(Dataset items)
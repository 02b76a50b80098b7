//! Configuration for the clinic core.
//!
//! Settings come from a TOML file, then `CLINIC_*` environment variables
//! override individual keys:
//!
//! ```toml
//! environment = "production"
//!
//! [database]
//! path = "/var/lib/clinic/clinic.db"
//!
//! [logging]
//! level = "info"
//! json = true
//! ```
//!
//! | Variable | Key |
//! |---|---|
//! | `CLINIC_ENVIRONMENT` | `environment` |
//! | `CLINIC_DATABASE_PATH` | `database.path` |
//! | `CLINIC_LOG_LEVEL` | `logging.level` |
//! | `CLINIC_LOG_JSON` | `logging.json` |

use std::fmt;
use std::fs;
use std::path::{Path, PathBuf};
use std::str::FromStr;

use serde::{Deserialize, Serialize};
use thiserror::Error;

/// Configuration errors.
#[derive(Error, Debug)]
pub enum ConfigError {
    #[error("Failed to read configuration file {path}: {source}")]
    Io {
        path: PathBuf,
        source: std::io::Error,
    },

    #[error("Failed to parse TOML: {0}")]
    Parse(#[from] toml::de::Error),

    #[error("Invalid configuration: {0}")]
    Invalid(String),
}

/// Runtime environment
#[derive(Debug, Clone, Copy, PartialEq, Eq, Serialize, Deserialize, Default)]
#[serde(rename_all = "lowercase")]
pub enum Environment {
    /// Development environment
    #[default]
    Development,
    /// Production environment
    Production,
}

impl Environment {
    pub fn as_str(&self) -> &'static str {
        match self {
            Environment::Development => "development",
            Environment::Production => "production",
        }
    }

    pub fn is_production(&self) -> bool {
        matches!(self, Environment::Production)
    }
}

impl fmt::Display for Environment {
    fn fmt(&self, f: &mut fmt::Formatter<'_>) -> fmt::Result {
        f.write_str(self.as_str())
    }
}

impl FromStr for Environment {
    type Err = ConfigError;

    fn from_str(s: &str) -> Result<Self, Self::Err> {
        match s.trim().to_lowercase().as_str() {
            "development" | "dev" => Ok(Environment::Development),
            "production" | "prod" => Ok(Environment::Production),
            other => Err(ConfigError::Invalid(format!(
                "Unknown environment '{}'. Must be one of: development, production",
                other
            ))),
        }
    }
}

/// Root configuration.
#[derive(Debug, Clone, Default, PartialEq, Serialize, Deserialize)]
pub struct ClinicConfig {
    #[serde(default)]
    pub environment: Environment,

    #[serde(default)]
    pub database: DatabaseConfig,

    #[serde(default)]
    pub logging: LoggingConfig,
}

/// SQLite settings.
#[derive(Debug, Clone, PartialEq, Serialize, Deserialize)]
pub struct DatabaseConfig {
    /// Database file, created on first open
    #[serde(default = "default_database_path")]
    pub path: String,
}

impl Default for DatabaseConfig {
    fn default() -> Self {
        Self {
            path: default_database_path(),
        }
    }
}

/// Logging settings.
#[derive(Debug, Clone, PartialEq, Serialize, Deserialize)]
pub struct LoggingConfig {
    /// Log level (trace, debug, info, warn, error)
    #[serde(default = "default_log_level")]
    pub level: String,

    /// Emit JSON lines instead of human-readable output
    #[serde(default)]
    pub json: bool,
}

impl Default for LoggingConfig {
    fn default() -> Self {
        Self {
            level: default_log_level(),
            json: false,
        }
    }
}

fn default_database_path() -> String {
    "clinic.db".to_string()
}

fn default_log_level() -> String {
    "info".to_string()
}

impl ClinicConfig {
    /// Parse a TOML document without consulting the environment.
    pub fn from_toml_str(contents: &str) -> Result<Self, ConfigError> {
        let config: ClinicConfig = toml::from_str(contents)?;
        config.validate()?;
        Ok(config)
    }

    /// Validates the configuration
    pub fn validate(&self) -> Result<(), ConfigError> {
        if self.database.path.trim().is_empty() {
            return Err(ConfigError::Invalid(
                "database.path cannot be empty".to_string(),
            ));
        }
        crate::logging::parse_log_level(&self.logging.level)?;
        Ok(())
    }
}

/// Loads configuration from a TOML file and applies `CLINIC_*` overrides.
pub fn load_config(path: impl AsRef<Path>) -> Result<ClinicConfig, ConfigError> {
    let path = path.as_ref();

    let contents = fs::read_to_string(path).map_err(|source| ConfigError::Io {
        path: path.to_path_buf(),
        source,
    })?;

    let mut config: ClinicConfig = toml::from_str(&contents)?;
    apply_overrides(&mut config, |key| std::env::var(key).ok())?;
    config.validate()?;

    Ok(config)
}

/// Applies overrides from `lookup` (normally the process environment).
fn apply_overrides(
    config: &mut ClinicConfig,
    lookup: impl Fn(&str) -> Option<String>,
) -> Result<(), ConfigError> {
    if let Some(val) = lookup("CLINIC_ENVIRONMENT") {
        config.environment = val.parse()?;
    }
    if let Some(val) = lookup("CLINIC_DATABASE_PATH") {
        config.database.path = val;
    }
    if let Some(val) = lookup("CLINIC_LOG_LEVEL") {
        config.logging.level = val;
    }
    if let Some(val) = lookup("CLINIC_LOG_JSON") {
        config.logging.json = val.parse().map_err(|_| {
            ConfigError::Invalid(format!("CLINIC_LOG_JSON must be true or false, got '{}'", val))
        })?;
    }
    Ok(())
}

#[cfg(test)]
mod tests {
    use super::*;
    use std::collections::HashMap;
    use std::io::Write;

    #[test]
    fn test_defaults_from_empty_document() {
        let config = ClinicConfig::from_toml_str("").unwrap();
        assert_eq!(config, ClinicConfig::default());
        assert_eq!(config.database.path, "clinic.db");
        assert_eq!(config.logging.level, "info");
        assert!(!config.environment.is_production());
    }

    #[test]
    fn test_full_document() {
        let config = ClinicConfig::from_toml_str(
            r#"
            environment = "production"

            [database]
            path = "/var/lib/clinic/clinic.db"

            [logging]
            level = "debug"
            json = true
            "#,
        )
        .unwrap();

        assert!(config.environment.is_production());
        assert_eq!(config.database.path, "/var/lib/clinic/clinic.db");
        assert_eq!(config.logging.level, "debug");
        assert!(config.logging.json);
    }

    #[test]
    fn test_invalid_values_rejected() {
        assert!(matches!(
            ClinicConfig::from_toml_str("[logging]\nlevel = \"loud\""),
            Err(ConfigError::Invalid(_))
        ));
        assert!(matches!(
            ClinicConfig::from_toml_str("[database]\npath = \"  \""),
            Err(ConfigError::Invalid(_))
        ));
        assert!(matches!(
            ClinicConfig::from_toml_str("environment = \"staging\""),
            Err(ConfigError::Parse(_))
        ));
    }

    #[test]
    fn test_overrides() {
        let vars: HashMap<&str, &str> = [
            ("CLINIC_ENVIRONMENT", "PROD"),
            ("CLINIC_DATABASE_PATH", "/tmp/other.db"),
            ("CLINIC_LOG_LEVEL", "warn"),
            ("CLINIC_LOG_JSON", "true"),
        ]
        .into_iter()
        .collect();

        let mut config = ClinicConfig::default();
        apply_overrides(&mut config, |key| vars.get(key).map(|v| v.to_string())).unwrap();

        assert_eq!(config.environment, Environment::Production);
        assert_eq!(config.database.path, "/tmp/other.db");
        assert_eq!(config.logging.level, "warn");
        assert!(config.logging.json);
    }

    #[test]
    fn test_bad_override_rejected() {
        let mut config = ClinicConfig::default();
        let result = apply_overrides(&mut config, |key| {
            (key == "CLINIC_LOG_JSON").then(|| "yes".to_string())
        });
        assert!(matches!(result, Err(ConfigError::Invalid(_))));
    }

    #[test]
    fn test_load_config_from_file() {
        let mut file = tempfile::NamedTempFile::new().unwrap();
        writeln!(file, "[database]\npath = \"reception.db\"").unwrap();

        let config = load_config(file.path()).unwrap();
        assert_eq!(config.logging.level, "info");
    }

    #[test]
    fn test_load_config_missing_file() {
        let result = load_config("/nonexistent/clinic.toml");
        assert!(matches!(result, Err(ConfigError::Io { .. })));
    }
}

**Work to be completed:** The answer should consist of every entry, repeated word for word.

**Solution for this problem:**
repository 02b76a50b80098b7
//! Configuration for the clinic core.
//!
//! Settings come from a TOML file, then `CLINIC_*` environment variables
//! override individual keys:
//!
//! ```toml
//! environment = "production"
//!
//! [database]
//! path = "/var/lib/clinic/clinic.db"
//!
//! [logging]
//! level = "info"
//! json = true
//! ```
//!
//! | Variable | Key |
//! |---|---|
//! | `CLINIC_ENVIRONMENT` | `environment` |
//! | `CLINIC_DATABASE_PATH` | `database.path` |
//! | `CLINIC_LOG_LEVEL` | `logging.level` |
//! | `CLINIC_LOG_JSON` | `logging.json` |

use std::fmt;
use std::fs;
use std::path::{Path, PathBuf};
use std::str::FromStr;

use serde::{Deserialize, Serialize};
use thiserror::Error;

/// Configuration errors.
#[derive(Error, Debug)]
pub enum ConfigError {
    #[error("Failed to read configuration file {path}: {source}")]
    Io {
        path: PathBuf,
        source: std::io::Error,
    },

    #[error("Failed to parse TOML: {0}")]
    Parse(#[from] toml::de::Error),

    #[error("Invalid configuration: {0}")]
    Invalid(String),
}

/// Runtime environment
#[derive(Debug, Clone, Copy, PartialEq, Eq, Serialize, Deserialize, Default)]
#[serde(rename_all = "lowercase")]
pub enum Environment {
    /// Development environment
    #[default]
    Development,
    /// Production environment
    Production,
}

impl Environment {
    pub fn as_str(&self) -> &'static str {
        match self {
            Environment::Development => "development",
            Environment::Production => "production",
        }
    }

    pub fn is_production(&self) -> bool {
        matches!(self, Environment::Production)
    }
}

impl fmt::Display for Environment {
    fn fmt(&self, f: &mut fmt::Formatter<'_>) -> fmt::Result {
        f.write_str(self.as_str())
    }
}

impl FromStr for Environment {
    type Err = ConfigError;

    fn from_str(s: &str) -> Result<Self, Self::Err> {
        match s.trim().to_lowercase().as_str() {
            "development" | "dev" => Ok(Environment::Development),
            "production" | "prod" => Ok(Environment::Production),
            other => Err(ConfigError::Invalid(format!(
                "Unknown environment '{}'. Must be one of: development, production",
                other
            ))),
        }
    }
}

/// Root configuration.
#[derive(Debug, Clone, Default, PartialEq, Serialize, Deserialize)]
pub struct ClinicConfig {
    #[serde(default)]
    pub environment: Environment,

    #[serde(default)]
    pub database: DatabaseConfig,

    #[serde(default)]
    pub logging: LoggingConfig,
}

/// SQLite settings.
#[derive(Debug, Clone, PartialEq, Serialize, Deserialize)]
pub struct DatabaseConfig {
    /// Database file, created on first open
    #[serde(default = "default_database_path")]
    pub path: String,
}

impl Default for DatabaseConfig {
    fn default() -> Self {
        Self {
            path: default_database_path(),
        }
    }
}

/// Logging settings.
#[derive(Debug, Clone, PartialEq, Serialize, Deserialize)]
pub struct LoggingConfig {
    /// Log level (trace, debug, info, warn, error)
    #[serde(default = "default_log_level")]
    pub level: String,

    /// Emit JSON lines instead of human-readable output
    #[serde(default)]
    pub json: bool,
}

impl Default for LoggingConfig {
    fn default() -> Self {
        Self {
            level: default_log_level(),
            json: false,
        }
    }
}

fn default_database_path() -> String {
    "clinic.db".to_string()
}

fn default_log_level() -> String {
    "info".to_string()
}

impl ClinicConfig {
    /// Parse a TOML document without consulting the environment.
    pub fn from_toml_str(contents: &str) -> Result<Self, ConfigError> {
        let config: ClinicConfig = toml::from_str(contents)?;
        config.validate()?;
        Ok(config)
    }

    /// Validates the configuration
    pub fn validate(&self) -> Result<(), ConfigError> {
        if self.database.path.trim().is_empty() {
            return Err(ConfigError::Invalid(
                "database.path cannot be empty".to_string(),
            ));
        }
        crate::logging::parse_log_level(&self.logging.level)?;
        Ok(())
    }
}

/// Loads configuration from a TOML file and applies `CLINIC_*` overrides.
pub fn load_config(path: impl AsRef<Path>) -> Result<ClinicConfig, ConfigError> {
    let path = path.as_ref();

    let contents = fs::read_to_string(path).map_err(|source| ConfigError::Io {
        path: path.to_path_buf(),
        source,
    })?;

    let mut config: ClinicConfig = toml::from_str(&contents)?;
    apply_overrides(&mut config, |key| std::env::var(key).ok())?;
    config.validate()?;

    Ok(config)
}

/// Applies overrides from `lookup` (normally the process environment).
fn apply_overrides(
    config: &mut ClinicConfig,
    lookup: impl Fn(&str) -> Option<String>,
) -> Result<(), ConfigError> {
    if let Some(val) = lookup("CLINIC_ENVIRONMENT") {
        config.environment = val.parse()?;
    }
    if let Some(val) = lookup("CLINIC_DATABASE_PATH") {
        config.database.path = val;
    }
    if let Some(val) = lookup("CLINIC_LOG_LEVEL") {
        config.logging.level = val;
    }
    if let Some(val) = lookup("CLINIC_LOG_JSON") {
        config.logging.json = val.parse().map_err(|_| {
            ConfigError::Invalid(format!("CLINIC_LOG_JSON must be true or false, got '{}'", val))
        })?;
    }
    Ok(())
}

#[cfg(test)]
mod tests {
    use super::*;
    use std::collections::HashMap;
    use std::io::Write;

    #[test]
    fn test_defaults_from_empty_document() {
        let config = ClinicConfig::from_toml_str("").unwrap();
        assert_eq!(config, ClinicConfig::default());
        assert_eq!(config.database.path, "clinic.db");
        assert_eq!(config.logging.level, "info");
        assert!(!config.environment.is_production());
    }

    #[test]
    fn test_full_document() {
        let config = ClinicConfig::from_toml_str(
            r#"
            environment = "production"

            [database]
            path = "/var/lib/clinic/clinic.db"

            [logging]
            level = "debug"
            json = true
            "#,
        )
        .unwrap();

        assert!(config.environment.is_production());
        assert_eq!(config.database.path, "/var/lib/clinic/clinic.db");
        assert_eq!(config.logging.level, "debug");
        assert!(config.logging.json);
    }

    #[test]
    fn test_invalid_values_rejected() {
        assert!(matches!(
            ClinicConfig::from_toml_str("[logging]\nlevel = \"loud\""),
            Err(ConfigError::Invalid(_))
        ));
        assert!(matches!(
            ClinicConfig::from_toml_str("[database]\npath = \"  \""),
            Err(ConfigError::Invalid(_))
        ));
        assert!(matches!(
            ClinicConfig::from_toml_str("environment = \"staging\""),
            Err(ConfigError::Parse(_))
        ));
    }

    #[test]
    fn test_overrides() {
        let vars: HashMap<&str, &str> = [
            ("CLINIC_ENVIRONMENT", "PROD"),
            ("CLINIC_DATABASE_PATH", "/tmp/other.db"),
            ("CLINIC_LOG_LEVEL", "warn"),
            ("CLINIC_LOG_JSON", "true"),
        ]
        .into_iter()
        .collect();

        let mut config = ClinicConfig::default();
        apply_overrides(&mut config, |key| vars.get(key).map(|v| v.to_string())).unwrap();

        assert_eq!(config.environment, Environment::Production);
        assert_eq!(config.database.path, "/tmp/other.db");
        assert_eq!(config.logging.level, "warn");
        assert!(config.logging.json);
    }

    #[test]
    fn test_bad_override_rejected() {
        let mut config = ClinicConfig::default();
        let result = apply_overrides(&mut config, |key| {
            (key == "CLINIC_LOG_JSON").then(|| "yes".to_string())
        });
        assert!(matches!(result, Err(ConfigError::Invalid(_))));
    }

    #[test]
    fn test_load_config_from_file() {
        let mut file = tempfile::NamedTempFile::new().unwrap();
        writeln!(file, "[database]\npath = \"reception.db\"").unwrap();

        let config = load_config(file.path()).unwrap();
        assert_eq!(config.logging.level, "info");
    }

    #[test]
    fn test_load_config_missing_file() {
        let result = load_config("/nonexistent/clinic.toml");
        assert!(matches!(result, Err(ConfigError::Io { .. })));
    }
}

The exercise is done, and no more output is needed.